Well, using general Turing-complete code languages for infra and config vs specialized templates/languages is a legit point of contention in the industry right now, although judging by the style, GP isn't considering the pros and cons of each approach, which include:
* Forcing users to learn a specialized language vs reusing knowledge of a general purpose language
* Inevitable Turing-completeness creep and increasing complexity in specialized languages
* Complexity and difficulty of reasoning about general purpose code (and analyzability)
So GP does have a point. He/she is just not making it very well, I think.
The tradeoffs you mention are obvious right? I'm just sort of downplaying the huge bragging Scarface was doing when he mentioned he did some cloud formation and "infrastructure as code" because it's really not that impressive.
It's obvious that the logical consequence of using Turing complete languages for devops introduce a lot of complexity into infrastructure and can introduce configuration that executes continuously as well. Bugs that only existed in the application layer now creep into infrastructure. Infinite recursion can now be spinning up infinite instances.
That being said the devops thing was a side detail and that's besides the point. The point is that the role 'software architect' is useless.
Obvious? No, and even less straightforward. Personally I think it's a good thing both kinds of tools exist, because each dev/team/project has different needs and different sensibilities.
Personally, I prefer my configuration to be written in a plain-old language (e.g. Python) instead of a specialized config language (be it YAML or JSON based or whatever). I can test that code, I can reason about it, I can review it for bad stuff like infinite loops (not perfectly, but still), I know how it behaves when diffed and merged, etc.
Regarding software architects: I've seen a few companies where architects are hands-off demigods who prescribe complete architectures without ever having to contend with the results of their decisions. Those companies are, in my experience, few, and tend not to do well.
In a lot of other companies, the role of an architect is very similar to what Herr Scarface describes - individuals with a lot of experience who can make broad decisions based on both experience and data, and leave it to lower ranking engineers to work out the exact details. They do the hard/open-ended stuff and come to conclusions about the broad strokes (e.g. "yeah Redis will work well for this problem, but since you have denormalized data you might need a background process to restore consistency").
This is often called "scoping" and it is the main responsibility and impact of higher-ranking engineers (whether they're called "architects" or not, I personally dislike the term).

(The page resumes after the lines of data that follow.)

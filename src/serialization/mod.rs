//! Serialization/deserialization support.
//!
//! Histograms encode into a compact, self-descriptive binary format intended for
//! archival or transmission to other systems for further analysis. A typical use case
//! is to periodically serialize a histogram, ship it somewhere central, and merge many
//! deserialized histograms for aggregate analysis: unlike stored quantiles, merged
//! histograms still answer quantile queries correctly over the whole population.
//!
//! Two format versions exist, distinguished by their first byte. Version 1 is what
//! [`Histogram::write`] emits; version 0 is the predecessor, kept so that previously
//! stored histograms remain readable, and both stay covered by the same round-trip
//! tests. The reader dispatches on the version byte, so one set of read functions
//! handles either format.
//!
//! Both versions share the same core tricks:
//!
//! - The exact minimum and maximum are stored as raw binary64 values and their two
//!   contributions are *subtracted* from their buckets, so the common cases "empty",
//!   "one sample" and "two samples" collapse into a couple of bytes and every reader
//!   can restore exact min/max.
//! - Counter payloads are bit-packed at a width derived from the largest count that
//!   actually occurs, not the counter width in memory.
//! - Version 1 additionally costs a dense encoding (every bucket in the covered
//!   range) against a sparse one (only non-zero buckets plus their index gaps) and
//!   picks whichever is smaller in bits.
//!
//! The layout is deliberately *not* part of the encoding. The caller supplies a layout
//! when reading, and only counts are transported; producer and consumer must agree on
//! the layout for bin indices to keep their meaning, though total count, minimum and
//! maximum survive reading under any layout.
//!
//! # Examples
//!
//! ```
//! use dynahist::layout::LogQuadraticLayout;
//! use dynahist::{DynamicHistogram, Histogram};
//! use dynahist::serialization;
//!
//! let layout = LogQuadraticLayout::new(1e-5, 1e-2, 0.0, 1e6).unwrap();
//! let mut histogram = DynamicHistogram::new(layout.clone());
//! histogram.add(42.0).unwrap();
//! histogram.add(1234.5).unwrap();
//!
//! let mut buf = Vec::new();
//! histogram.write(&mut buf).unwrap();
//!
//! let restored = serialization::read_as_dynamic(layout, &mut buf.as_slice()).unwrap();
//! assert_eq!(histogram, restored);
//! ```

use crate::errors::{DeserializeError, RecordError, SerializeError};
use crate::histogram::{DynamicHistogram, Histogram, MutableHistogram, PreprocessedHistogram, StaticHistogram};
use crate::layout::Layout;
use crate::store::CounterStore;
use byteorder::ReadBytesExt;
use std::io::{Read, Write};

mod v0;
mod v1;


pub(crate) const SERIAL_VERSION_V0: u8 = 0x00;
pub(crate) const SERIAL_VERSION_V1: u8 = 0x01;

/// Serializes a histogram in the version 0 wire format. Prefer
/// [`Histogram::write`]; this exists for compatibility with stored data and for
/// cross-version tests.
pub fn write_v0<H: Histogram, W: Write>(
    histogram: &H,
    sink: &mut W,
) -> Result<(), SerializeError> {
    v0::write(histogram, sink)
}

/// Serializes a histogram in the version 1 wire format, equivalent to
/// [`Histogram::write`].
pub fn write_v1<H: Histogram, W: Write>(
    histogram: &H,
    sink: &mut W,
) -> Result<(), SerializeError> {
    v1::write(histogram, sink)
}

/// Reads a histogram of either format version into a [`DynamicHistogram`] over the
/// given layout.
pub fn read_as_dynamic<L: Layout, R: Read>(
    layout: L,
    source: &mut R,
) -> Result<DynamicHistogram<L>, DeserializeError> {
    read_into(layout, source)
}

/// Reads a histogram of either format version into a [`StaticHistogram`] over the
/// given layout.
pub fn read_as_static<L: Layout, R: Read>(
    layout: L,
    source: &mut R,
) -> Result<StaticHistogram<L>, DeserializeError> {
    read_into(layout, source)
}

/// Reads a histogram of either format version into a [`PreprocessedHistogram`] over
/// the given layout.
pub fn read_as_preprocessed<L: Layout + Clone, R: Read>(
    layout: L,
    source: &mut R,
) -> Result<PreprocessedHistogram<L>, DeserializeError> {
    Ok(read_as_dynamic(layout, source)?.preprocess())
}

fn read_into<L: Layout, S: CounterStore, R: Read>(
    layout: L,
    source: &mut R,
) -> Result<MutableHistogram<L, S>, DeserializeError> {
    match source.read_u8()? {
        SERIAL_VERSION_V0 => v0::read_into(layout, source),
        SERIAL_VERSION_V1 => v1::read_into(layout, source),
        version => Err(DeserializeError::UnknownSerialVersion(version)),
    }
}

/// The encoder-side view of a non-special histogram with the min and max sample
/// contributions subtracted from their buckets.
pub(crate) struct EffectiveCounts<'a, H> {
    histogram: &'a H,
    min_bin_index: i32,
    max_bin_index: i32,
    effective_underflow_count: u64,
    effective_overflow_count: u64,
    effective_regular_total_count: u64,
}

impl<'a, H: Histogram> EffectiveCounts<'a, H> {
    /// Requires `histogram.total_count() >= 2` so that min and max are two
    /// subtractable sample contributions.
    pub(crate) fn of(histogram: &'a H) -> EffectiveCounts<'a, H> {
        debug_assert!(histogram.total_count() >= 2);
        let layout = histogram.layout();
        let underflow_bin_index = layout.underflow_bin_index();
        let overflow_bin_index = layout.overflow_bin_index();
        let min_bin_index = layout.map_to_bin_index(histogram.min());
        let max_bin_index = layout.map_to_bin_index(histogram.max());

        let in_underflow = |i: i32| i <= underflow_bin_index;
        let in_overflow = |i: i32| i >= overflow_bin_index;
        let effective_underflow_count = histogram.underflow_count()
            - u64::from(in_underflow(min_bin_index))
            - u64::from(in_underflow(max_bin_index));
        let effective_overflow_count = histogram.overflow_count()
            - u64::from(in_overflow(min_bin_index))
            - u64::from(in_overflow(max_bin_index));
        let regular_total_count =
            histogram.total_count() - histogram.underflow_count() - histogram.overflow_count();
        let effective_regular_total_count = regular_total_count
            - u64::from(!in_underflow(min_bin_index) && !in_overflow(min_bin_index))
            - u64::from(!in_underflow(max_bin_index) && !in_overflow(max_bin_index));

        EffectiveCounts {
            histogram,
            min_bin_index,
            max_bin_index,
            effective_underflow_count,
            effective_overflow_count,
            effective_regular_total_count,
        }
    }

    pub(crate) fn effective_underflow_count(&self) -> u64 {
        self.effective_underflow_count
    }

    pub(crate) fn effective_overflow_count(&self) -> u64 {
        self.effective_overflow_count
    }

    pub(crate) fn effective_regular_total_count(&self) -> u64 {
        self.effective_regular_total_count
    }

    /// The effective count of a regular bin: the raw count minus the min/max sample
    /// contributions. Bin indices never collide with the extreme bins routed to
    /// underflow or overflow, so no further routing check is needed here.
    pub(crate) fn count(&self, bin_index: i32) -> u64 {
        let mut count = self.histogram.count(bin_index);
        if bin_index == self.min_bin_index {
            count -= 1;
        }
        if bin_index == self.max_bin_index {
            count -= 1;
        }
        count
    }

    /// First and last regular bin index with a non-zero effective count; `None` when
    /// the effective regular total count is zero.
    pub(crate) fn first_and_last_index(&self) -> Option<(i32, i32)> {
        if self.effective_regular_total_count == 0 {
            return None;
        }
        let (window_first, window_last) = self
            .histogram
            .regular_window()
            .expect("a non-zero effective regular count requires backed regular bins");
        let first = (window_first..=window_last).find(|&i| self.count(i) > 0);
        let last = (window_first..=window_last).rev().find(|&i| self.count(i) > 0);
        match (first, last) {
            (Some(first), Some(last)) => Some((first, last)),
            _ => None,
        }
    }
}

/// Decoder-side helper: places a decoded bucket count under the *reader's* layout.
/// Bin indices that fall outside the reader's regular range (possible when reading
/// under a layout other than the writer's) route to the underflow/overflow tallies,
/// so the total count survives any layout change.
pub(crate) fn route_decoded_count<L: Layout, S: CounterStore>(
    histogram: &mut MutableHistogram<L, S>,
    bin_index: i32,
    count: u64,
    underflow_count: &mut u64,
    overflow_count: &mut u64,
) {
    if count == 0 {
        return;
    }
    if bin_index <= histogram.layout().underflow_bin_index() {
        *underflow_count = underflow_count.saturating_add(count);
    } else if bin_index >= histogram.layout().overflow_bin_index() {
        *overflow_count = overflow_count.saturating_add(count);
    } else {
        histogram.store_mut().increase(bin_index, count);
    }
}

/// Decoder-side helper: restores the two samples carried by the serialized min and
/// max, routing each to underflow, overflow or its regular bin. Regular re-increments
/// clip at the current counter capacity instead of widening, which keeps the decoder
/// byte-compatible with lenient historical readers of over-full version 0 payloads.
pub(crate) fn reincrement_extreme_bins<L: Layout, S: CounterStore>(
    histogram: &mut MutableHistogram<L, S>,
    bin_index: i32,
    underflow_count: &mut u64,
    overflow_count: &mut u64,
) {
    let underflow_bin_index = histogram.layout().underflow_bin_index();
    let overflow_bin_index = histogram.layout().overflow_bin_index();
    if bin_index <= underflow_bin_index {
        *underflow_count += 1;
    } else if bin_index >= overflow_bin_index {
        *overflow_count += 1;
    } else {
        histogram.store_mut().increase_saturating(bin_index, 1);
    }
}

/// Checks the serialized min/max pair: NaN never appears in a valid encoding, and the
/// pair must respect the sign-aware order.
pub(crate) fn check_extremes(min: f64, max: f64) -> Result<(), DeserializeError> {
    use crate::algorithms::map_double_to_long;
    if min.is_nan() || max.is_nan() || map_double_to_long(min) > map_double_to_long(max) {
        return Err(DeserializeError::InvalidHistogramState);
    }
    Ok(())
}

pub(crate) fn record_error_to_invalid_state(_: RecordError) -> DeserializeError {
    DeserializeError::InvalidHistogramState
}

/// Accumulates decoded counts, rejecting totals the histogram could never have
/// recorded.
pub(crate) fn checked_total(parts: &[u64]) -> Result<u64, DeserializeError> {
    let mut total: u64 = 0;
    for &part in parts {
        total = total
            .checked_add(part)
            .filter(|&t| t <= i64::MAX as u64)
            .ok_or(DeserializeError::InvalidHistogramState)?;
    }
    Ok(total)
}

>In a lot of other companies, the role of an architect is very similar to what Herr Scarface describes - individuals with a lot of experience who can make broad decisions based on both experience and data, and leave it to lower ranking engineers to work out the exact details. They do the hard/open-ended stuff and come to conclusions about the broad strokes (e.g. "yeah Redis will work well for this problem, but since you have denormalized data you might need a background process to restore consistency"). This is often called "scoping" and it is the main responsibility and impact of higher-ranking engineers (whether they're called "architects" or not, I personally dislike the term).
It seems like these people are capable but most actually are not. The reason is because they spent too much time in this role so they lose the skills of actually being a software engineer and gain the skills of bullshitting about architecture. So when you "interview" or talk to these people it really sounds like they know they're shit when they don't. The reason is, it's basically their job to talk about technology so they become really good at it, and if an interview doesn't involve a technical coding part, then they'll ace those interviews with flying colors.
If you get down to the nitty gritty and literally ask these guys to perform some very easy coding problem or actually implement a product you will tend to see a very high amount of incompetence.
I work at a startup where we accidentally hired one of these architects. The guy bullshitted his way to the top but we're having a hard time giving him a ticket where he works on the actual product. He's politically maneuvering his way around to only work on proof of concepts and holding irrelevant meetings to talk about architecture. Even roped the CTO in to support his case, which completely pissed off the entire team. Startups need people who can get the job done, not someone who can create a little bullshit bubble so that he can keep his bullshit salary.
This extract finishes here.